YOUR GOAL:
From the data below, copy out every line in which the word "sharing" occurs.

[PROVIDED RECORDS Boundary: Start]

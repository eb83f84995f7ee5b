use std::collections::BTreeSet;

use glam::DVec2;

use crate::geometry::{Aabb, Shape};

/// A node of the grid.
pub struct Node {
    pub position: DVec2,
}

/// An interface between two cells, or between a cell and a boundary patch.
pub struct Face {
    pub id: usize,
    /// Edge length (2D "area").
    pub area: f64,
    /// Unit normal, oriented from `cells.0` towards `cells.1`; outward on
    /// boundary faces.
    pub normal: DVec2,
    pub centroid: DVec2,
    /// (owner, optional neighbour). `None` marks a boundary face.
    pub cells: (usize, Option<usize>),
    /// Patch id for boundary faces.
    pub patch: Option<usize>,
}

impl Face {
    pub fn is_boundary(&self) -> bool {
        self.cells.1.is_none()
    }
}

/// Link from a cell to a face-neighbour cell.
pub struct InteriorLink {
    pub cell: usize,
    pub face: usize,
    /// Face normal scaled by area, pointing out of the owning cell.
    pub outward_norm: DVec2,
}

/// Link from a cell to one of its boundary faces.
pub struct BoundaryLink {
    pub face: usize,
    pub patch: usize,
    pub outward_norm: DVec2,
}

/// A single control volume.
pub struct Cell {
    pub id: usize,
    pub volume: f64,
    pub centroid: DVec2,
    pub faces: Vec<usize>,
    pub nodes: Vec<usize>,
    pub interior_links: Vec<InteriorLink>,
    pub boundary_links: Vec<BoundaryLink>,
    /// Corner-sharing cells that are not face-neighbours.
    pub diagonal_links: Vec<usize>,
}

/// A named group of boundary faces sharing a boundary condition.
pub struct Patch {
    pub id: usize,
    pub name: String,
    pub faces: Vec<usize>,
}

/// Identifier of a cell zone inside the registry.
pub type ZoneId = usize;

struct Zone {
    name: String,
    cells: BTreeSet<usize>,
}

/// Single-owner map from cell to its current zone. Inserting a cell into a
/// zone removes it from whichever zone held it before, so the zones always
/// partition the claimed cells.
pub struct ZoneRegistry {
    owner: Vec<Option<ZoneId>>,
    zones: Vec<Zone>,
}

impl ZoneRegistry {
    fn new(n_cells: usize) -> Self {
        Self {
            owner: vec![None; n_cells],
            zones: Vec::new(),
        }
    }

    pub fn create_zone(&mut self, name: impl Into<String>) -> ZoneId {
        let id = self.zones.len();
        self.zones.push(Zone {
            name: name.into(),
            cells: BTreeSet::new(),
        });
        id
    }

    pub fn zone_named(&self, name: &str) -> Option<ZoneId> {
        self.zones.iter().position(|z| z.name == name)
    }

    pub fn add(&mut self, zone: ZoneId, cell: usize) {
        if let Some(prev) = self.owner[cell] {
            if prev == zone {
                return;
            }
            self.zones[prev].cells.remove(&cell);
        }
        self.owner[cell] = Some(zone);
        self.zones[zone].cells.insert(cell);
    }

    pub fn add_all<I: IntoIterator<Item = usize>>(&mut self, zone: ZoneId, cells: I) {
        for cell in cells {
            self.add(zone, cell);
        }
    }

    pub fn remove(&mut self, zone: ZoneId, cell: usize) {
        if self.owner[cell] == Some(zone) {
            self.owner[cell] = None;
            self.zones[zone].cells.remove(&cell);
        }
    }

    pub fn owner_of(&self, cell: usize) -> Option<ZoneId> {
        self.owner[cell]
    }

    pub fn contains(&self, zone: ZoneId, cell: usize) -> bool {
        self.owner[cell] == Some(zone)
    }

    pub fn cells(&self, zone: ZoneId) -> impl Iterator<Item = usize> + '_ {
        self.zones[zone].cells.iter().copied()
    }

    pub fn len(&self, zone: ZoneId) -> usize {
        self.zones[zone].cells.len()
    }

    pub fn is_empty(&self, zone: ZoneId) -> bool {
        self.zones[zone].cells.is_empty()
    }

    pub fn name(&self, zone: ZoneId) -> &str {
        &self.zones[zone].name
    }
}

/// Uniform-bin spatial index over cell centroids, for broad-phase queries.
struct CellIndex {
    origin: DVec2,
    inv_h: DVec2,
    nx: usize,
    ny: usize,
    bins: Vec<Vec<usize>>,
}

impl CellIndex {
    fn build(cells: &[Cell], bounds: &Aabb) -> Self {
        let n = cells.len().max(1);
        let nx = (n as f64).sqrt().ceil() as usize;
        let ny = nx;
        let extent = (bounds.max - bounds.min).max(DVec2::splat(1e-12));
        let inv_h = DVec2::new(nx as f64 / extent.x, ny as f64 / extent.y);
        let mut bins = vec![Vec::new(); nx * ny];
        for cell in cells {
            let (i, j) = Self::bin_of(cell.centroid, bounds.min, inv_h, nx, ny);
            bins[j * nx + i].push(cell.id);
        }
        Self {
            origin: bounds.min,
            inv_h,
            nx,
            ny,
            bins,
        }
    }

    fn bin_of(p: DVec2, origin: DVec2, inv_h: DVec2, nx: usize, ny: usize) -> (usize, usize) {
        let i = (((p.x - origin.x) * inv_h.x) as isize).clamp(0, nx as isize - 1) as usize;
        let j = (((p.y - origin.y) * inv_h.y) as isize).clamp(0, ny as isize - 1) as usize;
        (i, j)
    }

    fn query(&self, aabb: &Aabb) -> impl Iterator<Item = usize> + '_ {
        let (i0, j0) = Self::bin_of(aabb.min, self.origin, self.inv_h, self.nx, self.ny);
        let (i1, j1) = Self::bin_of(aabb.max, self.origin, self.inv_h, self.nx, self.ny);
        (j0..=j1)
            .flat_map(move |j| (i0..=i1).map(move |i| j * self.nx + i))
            .flat_map(move |b| self.bins[b].iter().copied())
    }
}

/// The complete computational grid: geometry, connectivity, patches, and the
/// cell-zone registry. Geometry and connectivity are immutable after
/// construction; only zone membership changes over a run.
pub struct Mesh {
    pub cells: Vec<Cell>,
    pub faces: Vec<Face>,
    pub nodes: Vec<Node>,
    pub patches: Vec<Patch>,
    pub zones: ZoneRegistry,
    /// Dense matrix-row index per cell, reassigned after classification.
    pub global_indices: Vec<usize>,
    bounds: Aabb,
    index: CellIndex,
}

impl Mesh {
    pub fn assemble(
        cells: Vec<Cell>,
        faces: Vec<Face>,
        nodes: Vec<Node>,
        patches: Vec<Patch>,
    ) -> Self {
        let mut min = DVec2::splat(f64::INFINITY);
        let mut max = DVec2::splat(f64::NEG_INFINITY);
        for node in &nodes {
            min = min.min(node.position);
            max = max.max(node.position);
        }
        let bounds = Aabb { min, max };
        let index = CellIndex::build(&cells, &bounds);
        let n = cells.len();
        let zones = ZoneRegistry::new(n);
        Mesh {
            cells,
            faces,
            nodes,
            patches,
            zones,
            global_indices: (0..n).collect(),
            bounds,
            index,
        }
    }

    pub fn n_cells(&self) -> usize {
        self.cells.len()
    }

    pub fn bounds(&self) -> &Aabb {
        &self.bounds
    }

    pub fn patch_named(&self, name: &str) -> Option<&Patch> {
        self.patches.iter().find(|p| p.name == name)
    }

    /// Cells of `zone` whose centroid lies inside `shape`. Broad-phase AABB
    /// query over the cell index, then exact containment.
    pub fn zone_cells_within(&self, zone: ZoneId, shape: &Shape) -> Vec<usize> {
        let aabb = shape.aabb();
        let mut out: Vec<usize> = self
            .index
            .query(&aabb)
            .filter(|&id| {
                self.zones.contains(zone, id) && shape.is_inside(self.cells[id].centroid)
            })
            .collect();
        out.sort_unstable();
        out.dedup();
        out
    }

    /// Cell containing `p`, if any.
    pub fn cell_at(&self, p: DVec2) -> Option<usize> {
        if !self.bounds.contains(p) {
            return None;
        }
        let margin = DVec2::new(1.0 / self.index.inv_h.x, 1.0 / self.index.inv_h.y);
        let probe = Aabb {
            min: p - margin,
            max: p + margin,
        };
        self.index.query(&probe).find(|&id| self.cell_contains(id, p))
    }

    fn cell_contains(&self, cell: usize, p: DVec2) -> bool {
        let cell = &self.cells[cell];
        let n = cell.nodes.len();
        let mut inside = false;
        for i in 0..n {
            let a = self.nodes[cell.nodes[i]].position;
            let b = self.nodes[cell.nodes[(i + 1) % n]].position;
            if (a.y > p.y) != (b.y > p.y) {
                let x_int = a.x + (p.y - a.y) / (b.y - a.y) * (b.x - a.x);
                if p.x < x_int {
                    inside = !inside;
                }
            }
        }
        inside
    }

    /// Reassign dense global (matrix-row) indices. With a single rank this
    /// is the identity ordering; the call marks the renumbering point that
    /// follows every classification epoch.
    pub fn renumber_active(&mut self) {
        for (i, g) in self.global_indices.iter_mut().enumerate() {
            *g = i;
        }
    }
}

#[cfg(test)]
mod tests {
    use super::*;
    use crate::discretization::generator::rectilinear_mesh;

    #[test]
    fn zone_membership_is_single_owner() {
        let mut mesh = rectilinear_mesh(4, 4, 1.0, 1.0);
        let a = mesh.zones.create_zone("a");
        let b = mesh.zones.create_zone("b");

        mesh.zones.add(a, 5);
        assert!(mesh.zones.contains(a, 5));

        mesh.zones.add(b, 5);
        assert!(!mesh.zones.contains(a, 5));
        assert!(mesh.zones.contains(b, 5));
        assert_eq!(mesh.zones.owner_of(5), Some(b));
        assert_eq!(mesh.zones.len(a), 0);
    }

    #[test]
    fn cells_within_circle() {
        let mut mesh = rectilinear_mesh(10, 10, 1.0, 1.0);
        let fluid = mesh.zones.create_zone("fluid");
        mesh.zones.add_all(fluid, 0..mesh.n_cells());

        let shape = Shape::circle(DVec2::new(0.5, 0.5), 0.25).unwrap();
        let inside = mesh.zone_cells_within(fluid, &shape);

        for &id in &inside {
            assert!(shape.is_inside(mesh.cells[id].centroid));
        }
        let brute: Vec<usize> = (0..mesh.n_cells())
            .filter(|&id| shape.is_inside(mesh.cells[id].centroid))
            .collect();
        assert_eq!(inside, brute);
    }

    #[test]
    fn cell_lookup_roundtrip() {
        let mesh = rectilinear_mesh(8, 4, 2.0, 1.0);
        for cell in &mesh.cells {
            assert_eq!(mesh.cell_at(cell.centroid), Some(cell.id));
        }
        assert_eq!(mesh.cell_at(DVec2::new(-0.1, 0.5)), None);
    }
}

[PROVIDED RECORDS Boundary: End]

RESPONSE AREA:
    /// Corner-sharing cells that are not face-neighbours.
/// A named group of boundary faces sharing a boundary condition.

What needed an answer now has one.